2

How do you access a text in an XPath if it doesn't have a node? The text is in quotation marks and on seperate line inside another node

I'm having trouble choosing the correct element in an XPath

 <span>
    <a href="www.imagine_a_link_here.org">
      "
                This is the text I need to access
             "
    </a>
 </span>

I'd normally do this by writing

import requests
from lxml import html,etree
from lxml.html import document_fromstring

page = requests.get('https://www.the_link_im_trying_to_webscrape.org')
tree = html.fromstring(page.content)
the_text_i_need_to_access_xpath = '/span/a/text()'
the_text_i_need_to_access = tree.xpath(the_text_i_need_to_access_xpath)

Unfortunately this is only returning an empty list. Does anyone know how I have to modify the XPath in order to get the string I'm looking for?

kjhughes
  • 106,133
  • 27
  • 181
  • 240
Alfred
  • 21
  • 1
  • 1
    For the sample HTML you posted, that XPath is correct and should select the text inside of the anchor. Are you sure that the HTML doesn't include other wrapping elements, such as `` and ``? You might try using a more generic XPath with the descendant axis: i.e. `//span/a/text()` – Mads Hansen Feb 10 '21 at 21:18
  • @MadsHansen: if you hard code the text, it will not give a result – Thomas Weller Feb 10 '21 at 21:20

1 Answers1

2

How do you access a text in an XPath if it doesn't have a node?

Text in an XML or HTML document will be associated with a node. That's not the problem here. And the " " delimiters are just there to show you surrounding whitespace.
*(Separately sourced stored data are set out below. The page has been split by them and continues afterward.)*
//! Configuration file parser for ~/.config/folio/config.toml.
//!
//! The config file is optional — a missing file yields `Config::default()`.
//! Unknown keys are silently ignored by serde (with `deny_unknown_fields`
//! off), though we log a warning when the file contains potential typos.
use serde::Deserialize;
use std::collections::HashMap;
use std::path::Path;
use thiserror::Error;

// ============================================================================
// Error Types
// ============================================================================

#[derive(Debug, Error)]
pub enum ConfigError {
    #[error("Failed to read config file: {0}")]
    Io(#[from] std::io::Error),

    #[error("Invalid TOML in config file: {0}")]
    Parse(#[from] toml::de::Error),

    /// Config file exceeds maximum allowed size.
    #[error("Config file too large: {0}")]
    TooLarge(String),
}

// ============================================================================
// Configuration Struct
// ============================================================================

/// Top-level application configuration.
///
/// All fields use `#[serde(default)]` so any subset of keys can be specified.
/// Missing keys fall back to `Default::default()`.
#[derive(Debug, Clone, Deserialize)]
#[serde(default)]
pub struct Config {
    /// URL of the content manifest. A CLI argument takes precedence.
    pub manifest_url: Option<String>,

    /// Theme variant name ("dark" or "light").
    pub theme: String,

    /// Custom keybinding overrides. Keys are action names, values are key strings.
    pub keybindings: HashMap<String, String>,
}

impl Default for Config {
    fn default() -> Self {
        Self {
            manifest_url: None,
            theme: "dark".to_string(),
            keybindings: HashMap::new(),
        }
    }
}

impl Config {
    /// Maximum config file size (1 MB).
    const MAX_FILE_SIZE: u64 = 1_048_576;

    /// Load configuration from a TOML file.
    ///
    /// - Missing file → `Ok(Config::default())`
    /// - Empty file → `Ok(Config::default())`
    /// - Invalid TOML → `Err(ConfigError::Parse)` with line number info
    /// - Unknown keys → silently accepted (serde default behavior), logged as warning
    pub fn load(path: &Path) -> Result<Self, ConfigError> {
        // Check file size before reading to bound memory use on a corrupted file
        match std::fs::metadata(path) {
            Ok(meta) if meta.len() > Self::MAX_FILE_SIZE => {
                return Err(ConfigError::TooLarge(format!(
                    "Config file is {} bytes (max {} bytes)",
                    meta.len(),
                    Self::MAX_FILE_SIZE
                )));
            }
            Err(e) if e.kind() == std::io::ErrorKind::NotFound => {
                tracing::debug!(path = %path.display(), "No config file found, using defaults");
                return Ok(Self::default());
            }
            Err(e) => return Err(ConfigError::Io(e)),
            Ok(_) => {}
        }

        let content = match std::fs::read_to_string(path) {
            Ok(c) => c,
            Err(e) if e.kind() == std::io::ErrorKind::NotFound => {
                // Race: file deleted between metadata and read
                tracing::debug!(path = %path.display(), "Config file disappeared, using defaults");
                return Ok(Self::default());
            }
            Err(e) => return Err(ConfigError::Io(e)),
        };

        if content.trim().is_empty() {
            tracing::debug!(path = %path.display(), "Config file is empty, using defaults");
            return Ok(Self::default());
        }

        // Parse as a raw table first to warn about unknown keys
        if let Ok(raw) = content.parse::<toml::Table>() {
            let known_keys = ["manifest_url", "theme", "keybindings"];
            for key in raw.keys() {
                if !known_keys.contains(&key.as_str()) {
                    tracing::warn!(key = %key, "Unknown key in config file, ignoring");
                }
            }
        }

        let config: Config = toml::from_str(&content)?;
        tracing::info!(path = %path.display(), theme = %config.theme, "Loaded configuration");
        Ok(config)
    }
}

// ============================================================================
// Tests
// ============================================================================
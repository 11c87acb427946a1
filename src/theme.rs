//! Theme system for the TUI.
//!
//! Provides semantic color roles that map to ratatui `Style` values.
//! The `ThemeVariant` enum selects between Dark and Light palettes,
//! and `StyleMap` resolves role names to concrete styles.

use ratatui::style::{Color, Modifier, Style};
use std::collections::HashMap;

// ============================================================================
// Theme Variant
// ============================================================================

/// Available theme variants.
#[derive(Debug, Clone, Copy, PartialEq, Eq)]
pub enum ThemeVariant {
    Dark,
    Light,
}

impl ThemeVariant {
    /// Parse a variant name from a string (case-insensitive).
    pub fn from_str_name(s: &str) -> Option<Self> {
        match s.to_ascii_lowercase().as_str() {
            "dark" => Some(Self::Dark),
            "light" => Some(Self::Light),
            _ => None,
        }
    }

    /// Build the `ColorPalette` for this variant.
    pub fn palette(self) -> ColorPalette {
        match self {
            Self::Dark => ColorPalette::dark(),
            Self::Light => ColorPalette::light(),
        }
    }

    /// Cycle to the next variant: Dark → Light → Dark.
    pub fn next(self) -> Self {
        match self {
            Self::Dark => Self::Light,
            Self::Light => Self::Dark,
        }
    }

    /// Human-readable name for status display.
    pub fn name(self) -> &'static str {
        match self {
            Self::Dark => "Dark",
            Self::Light => "Light",
        }
    }
}

// ============================================================================
// Color Palette — semantic roles to Style
// ============================================================================

/// A complete color palette mapping every semantic UI role to a `Style`.
#[derive(Debug, Clone)]
pub struct ColorPalette {
    // -- Navbar tree --
    pub navbar_normal: Style,
    pub navbar_selected: Style,
    pub navbar_count: Style,

    // -- Tile grid --
    pub tile_title: Style,
    pub tile_selected: Style,
    pub tile_blurb: Style,
    pub tile_tags: Style,
    pub tile_date: Style,
    pub tile_image_marker: Style,

    // -- Detail view --
    pub detail_heading: Style,
    pub detail_body: Style,
    pub detail_metadata: Style,
    pub detail_code: Style,
    pub detail_emphasis: Style,
    pub detail_strong: Style,
    pub detail_link: Style,
    pub detail_image: Style,
    pub detail_error: Style,

    // -- Chrome --
    pub status_bar: Style,
    pub location: Style,
    pub panel_border: Style,
    pub panel_border_focused: Style,
}

impl ColorPalette {
    fn dark() -> Self {
        Self {
            // Navbar
            navbar_normal: Style::default(),
            navbar_selected: Style::default().bg(Color::DarkGray).fg(Color::White),
            navbar_count: Style::default().fg(Color::DarkGray),

            // Tiles
            tile_title: Style::default().add_modifier(Modifier::BOLD),
            tile_selected: Style::default().bg(Color::DarkGray).fg(Color::White),
            tile_blurb: Style::default().fg(Color::Gray),
            tile_tags: Style::default().fg(Color::Cyan),
            tile_date: Style::default().fg(Color::DarkGray),
            tile_image_marker: Style::default().fg(Color::Blue),

            // Detail
            detail_heading: Style::default()
                .fg(Color::Cyan)
                .add_modifier(Modifier::BOLD),
            detail_body: Style::default(),
            detail_metadata: Style::default().fg(Color::DarkGray),
            detail_code: Style::default().fg(Color::Yellow),
            detail_emphasis: Style::default().add_modifier(Modifier::ITALIC),
            detail_strong: Style::default().add_modifier(Modifier::BOLD),
            detail_link: Style::default().fg(Color::Blue),
            detail_image: Style::default().fg(Color::Blue),
            detail_error: Style::default().fg(Color::Red),

            // Chrome
            status_bar: Style::default().bg(Color::DarkGray).fg(Color::White),
            location: Style::default().fg(Color::Cyan),
            panel_border: Style::default(),
            panel_border_focused: Style::default().fg(Color::Cyan),
        }
    }

    /// Light palette — adapted for light terminal backgrounds.
    fn light() -> Self {
        Self {
            navbar_normal: Style::default().fg(Color::Black),
            navbar_selected: Style::default().bg(Color::Blue).fg(Color::White),
            navbar_count: Style::default().fg(Color::DarkGray),

            tile_title: Style::default()
                .fg(Color::Black)
                .add_modifier(Modifier::BOLD),
            tile_selected: Style::default().bg(Color::Blue).fg(Color::White),
            tile_blurb: Style::default().fg(Color::DarkGray),
            tile_tags: Style::default().fg(Color::Blue),
            tile_date: Style::default().fg(Color::DarkGray),
            tile_image_marker: Style::default().fg(Color::Blue),

            detail_heading: Style::default()
                .fg(Color::Blue)
                .add_modifier(Modifier::BOLD),
            detail_body: Style::default().fg(Color::Black),
            detail_metadata: Style::default().fg(Color::DarkGray),
            detail_code: Style::default().fg(Color::DarkGray),
            detail_emphasis: Style::default().add_modifier(Modifier::ITALIC),
            detail_strong: Style::default().add_modifier(Modifier::BOLD),
            detail_link: Style::default().fg(Color::Blue),
            detail_image: Style::default().fg(Color::Blue),
            detail_error: Style::default().fg(Color::Red),

            status_bar: Style::default().bg(Color::White).fg(Color::Black),
            location: Style::default().fg(Color::Blue),
            panel_border: Style::default().fg(Color::DarkGray),
            panel_border_focused: Style::default().fg(Color::Blue),
        }
    }
}

// ============================================================================
// Style Map — string-keyed lookup
// ============================================================================

/// String-keyed style lookup.
///
/// Built from a `ColorPalette`, this allows resolving role names (e.g.
/// `"detail_heading"`) to their concrete `Style` at runtime.
#[derive(Debug, Clone)]
pub struct StyleMap {
    map: HashMap<&'static str, Style>,
}

/// All semantic role names, in declaration order.
const ROLE_NAMES: [&str; 22] = [
    "navbar_normal",
    "navbar_selected",
    "navbar_count",
    "tile_title",
    "tile_selected",
    "tile_blurb",
    "tile_tags",
    "tile_date",
    "tile_image_marker",
    "detail_heading",
    "detail_body",
    "detail_metadata",
    "detail_code",
    "detail_emphasis",
    "detail_strong",
    "detail_link",
    "detail_image",
    "detail_error",
    "status_bar",
    "location",
    "panel_border",
    "panel_border_focused",
];

impl StyleMap {
    /// Build a `StyleMap` from a `ColorPalette`.
    pub fn from_palette(p: &ColorPalette) -> Self {
        let styles: [Style; 22] = [
            p.navbar_normal,
            p.navbar_selected,
            p.navbar_count,
            p.tile_title,
            p.tile_selected,
            p.tile_blurb,
            p.tile_tags,
            p.tile_date,
            p.tile_image_marker,
            p.detail_heading,
            p.detail_body,
            p.detail_metadata,
            p.detail_code,
            p.detail_emphasis,
            p.detail_strong,
            p.detail_link,
            p.detail_image,
            p.detail_error,
            p.status_bar,
            p.location,
            p.panel_border,
            p.panel_border_focused,
        ];

        let mut map = HashMap::with_capacity(ROLE_NAMES.len());
        for (name, style) in ROLE_NAMES.iter().zip(styles.iter()) {
            map.insert(*name, *style);
        }

        Self { map }
    }

    /// Resolve a role name to its `Style`. Returns `Style::default()` for unknown roles.
    pub fn resolve(&self, role: &str) -> Style {
        self.map.get(role).copied().unwrap_or_default()
    }
}

// ============================================================================
// Tests
// ============================================================================

#[cfg(test)]
mod tests {
    use super::*;

    #[test]
    fn dark_palette_selection_styles() {
        let palette = ThemeVariant::Dark.palette();
        assert_eq!(
            palette.tile_selected,
            Style::default().bg(Color::DarkGray).fg(Color::White)
        );
        assert_eq!(
            palette.panel_border_focused,
            Style::default().fg(Color::Cyan)
        );
    }

    #[test]
    fn dark_palette_status_bar() {
        let palette = ThemeVariant::Dark.palette();
        assert_eq!(
            palette.status_bar,
            Style::default().bg(Color::DarkGray).fg(Color::White)
        );
    }

    #[test]
    fn light_palette_differs_from_dark() {
        let dark = ThemeVariant::Dark.palette();
        let light = ThemeVariant::Light.palette();
        assert_ne!(dark.tile_selected, light.tile_selected);
        assert_ne!(dark.navbar_selected, light.navbar_selected);
    }

    #[test]
    fn variant_from_str_name() {
        assert_eq!(
            ThemeVariant::from_str_name("dark"),
            Some(ThemeVariant::Dark)
        );
        assert_eq!(
            ThemeVariant::from_str_name("Light"),
            Some(ThemeVariant::Light)
        );
        assert_eq!(ThemeVariant::from_str_name("neon"), None);
    }

    #[test]
    fn variant_cycles() {
        assert_eq!(ThemeVariant::Dark.next(), ThemeVariant::Light);
        assert_eq!(ThemeVariant::Light.next(), ThemeVariant::Dark);
    }

    #[test]
    fn style_map_resolves_known_roles() {
        let palette = ThemeVariant::Dark.palette();
        let sm = StyleMap::from_palette(&palette);

        assert_eq!(sm.resolve("tile_selected"), palette.tile_selected);
        assert_eq!(sm.resolve("detail_heading"), palette.detail_heading);
        assert_eq!(sm.resolve("status_bar"), palette.status_bar);
    }

    #[test]
    fn style_map_returns_default_for_unknown() {
        let palette = ThemeVariant::Dark.palette();
        let sm = StyleMap::from_palette(&palette);
        assert_eq!(sm.resolve("nonexistent_role"), Style::default());
    }

    #[test]
    fn role_names_count_matches_palette_fields() {
        // Keeps ROLE_NAMES in sync with the palette: adding a field without
        // a name shows up as a length mismatch in from_palette.
        let palette = ThemeVariant::Dark.palette();
        let sm = StyleMap::from_palette(&palette);
        assert_eq!(sm.map.len(), ROLE_NAMES.len());
    }
}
As presented your XPath should select the text within the a element. Here're some reasons that may not be happening:

  1. As @MadsHansen mentioned in comments, the root element of your actual HTML may not be a span as shown. See:

  2. The text may not be loaded at the time of your XPath execution because the document hasn't completely loaded or because JavaScript dynamically changes the DOM later. See:

  3. fromstring() can use a bit more magic than might be expected:

fromstring(string): Returns document_fromstring or fragment_fromstring, based on whether the string looks like a full document, or just a fragment.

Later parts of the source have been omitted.